ESG in LDI and derivatives
Penguins aren’t in Somalia, but ESG can definitely be in derivatives!
Responsible investing is rightly attracting a good amount of investor attention at the moment. However, many investors assume that there is little you can do regarding environmental, social, and governance (ESG) approaches within derivative or liability-driven investing (LDI) mandates. This is far from the case.
Those who know of my reusable coffee cup collection, or who have read some of my other blogs like “Penguins in Somalia”, will already know about my equal passion for LDI and derivatives, and will therefore not be surprised to find how passionate I am about this. There is in fact much that you can do to integrate ESG into LDI and derivatives, but it’s clear that up until now, those of us in these investment areas haven’t spent enough time talking about it!
Setting the record straight
Within LDI and other derivative mandates at LGIM, ESG is prioritised as an essential component and can be integrated through two primary routes:
1) Counterparty review: analysing ESG-related criteria in the assessment of counterparties; and
2) Governance: engaging with regulators, governments and other industry participants to address long-term structural issues.
ESG can be incorporated into counterparty reviews in many different ways. However, personally I believe (and fortunately for me, we at LGIM believe) that ESG credentials should be part of the fundamental review of each counterparty’s creditworthiness, so that when we come to decide upon appropriate derivative counterparties, ESG has already been captured.
As such, the LGIM process combines a quantitative input, using external data providers, with qualitative inputs drawn from our active engagement through more than 3,000 management meetings and ESG engagements each year.
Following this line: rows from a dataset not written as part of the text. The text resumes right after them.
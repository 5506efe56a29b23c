//! Structured logging utilities.
//!
//! Provides context-aware logging with the request id, fingerprint tag and
//! strategy key included in every log message.

use std::fmt;

/// Logging context for one submission or read request.
#[derive(Debug, Clone)]
pub struct LogContext {
    pub request_id: String,
    /// Hash-derived tag; raw fingerprints never reach the log.
    pub fingerprint_tag: Option<String>,
    pub strategy: Option<String>,
}

impl LogContext {
    pub fn new(request_id: &str) -> Self {
        Self {
            request_id: request_id.to_string(),
            fingerprint_tag: None,
            strategy: None,
        }
    }

    pub fn with_fingerprint_tag(&self, tag: &str) -> Self {
        Self {
            fingerprint_tag: Some(tag.to_string()),
            ..self.clone()
        }
    }

    pub fn with_strategy(&self, strategy: &str) -> Self {
        Self {
            strategy: Some(strategy.to_string()),
            ..self.clone()
        }
    }
}

impl fmt::Display for LogContext {
    fn fmt(&self, f: &mut fmt::Formatter<'_>) -> fmt::Result {
        write!(f, "[req={}]", self.request_id)?;
        if let Some(tag) = &self.fingerprint_tag {
            write!(f, " [fp={}]", tag)?;
        }
        if let Some(strategy) = &self.strategy {
            write!(f, " [strategy={}]", strategy)?;
        }
        Ok(())
    }
}

/// Log an info message with context: `EVENT key=value ...`.
#[macro_export]
macro_rules! log_info {
    ($ctx:expr, $event:expr $(, $key:ident = $value:expr)* $(,)?) => {
        log::info!(
            concat!("{} {}", $(" ", stringify!($key), "={}"),*),
            $ctx,
            $event
            $(, $value)*
        )
    };
}

/// Log a warning message with context.
#[macro_export]
macro_rules! log_warn {
    ($ctx:expr, $event:expr $(, $key:ident = $value:expr)* $(,)?) => {
        log::warn!(
            concat!("{} {}", $(" ", stringify!($key), "={}"),*),
            $ctx,
            $event
            $(, $value)*
        )
    };
}

/// Log an error message with context.
#[macro_export]
macro_rules! log_error {
    ($ctx:expr, $event:expr $(, $key:ident = $value:expr)* $(,)?) => {
        log::error!(
            concat!("{} {}", $(" ", stringify!($key), "={}"),*),
            $ctx,
            $event
            $(, $value)*
        )
    };
}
The results are then implemented via our credit and equity analysts, Investment Stewardship team, and portfolio managers. Our proprietary tool evaluates 64 sector-specific ESG factors, normalised for each sector, and adjusts the weightings according to relevance and materiality for each sector. This ESG tool is used by our credit analysts and, combined with other business and financial risks, feeds into our review of each counterparty with whom we trade derivatives.
We believe that active engagement in the development and evolution of the LDI and derivative landscape provides a real opportunity to add value for clients and to change the industry for the better. We take a long-term perspective and focus on addressing key themes and emerging governance and sustainability issues that we think could impact the value of our clients’ investments.
As such, LGIM has in my view led the market on long-term strategic issues such as the introduction of central clearing, the LIBOR transition, and recognising the pricing issues with bilateral RPI swaps (while avoiding the negative cost impact experienced by some of our peers’ pooled funds). We believe that staying ahead of regulatory changes and adopting best practice early is important because market conditions typically deteriorate as deadlines for adoption approach, or as adoption of best practice becomes more widespread. We monitor these situations carefully and proactively to aim to save money for our clients and reduce risk.
As an example, we believed bilateral trading resulted in too many risks for our clients, while also creating complex governance issues. We therefore began clearing our pooled fund interest rate swaps in 2012, making us the first LDI manager to do so, and broadened this out to include inflation swaps in 2015, making us the first on the buy side to do so. This provided a structural long-term solution for minimising counterparty risk. Of course, counterparty risk is still present on cleared swaps or repos, but we believe it is more manageable than on bilateral trades.
We also strive to improve standards for the industry as a whole. As part of this, we participate in a number of industry bodies to formulate and provide guidance on best practice in LDI. These include working groups with the Institute of Actuaries, alongside various sterling risk-free rate subgroups, the money market code sub-committee, and the FMSB group (Fixed Income Currencies and Commodities Markets Standard Board) on trading benchmark close (as the main buy-side contributor), among others.
As markets continue to evolve and explore new technologies and new limits, we think it is more important than ever to continue to work with others in the industry to improve standards for all market participants. We believe that ESG has as important a role to play in LDI and derivative portfolios as it does in other asset classes. Through our engagement activities, portfolio management and operational decisions, we believe we can continue to pave the way towards a better future for our clients.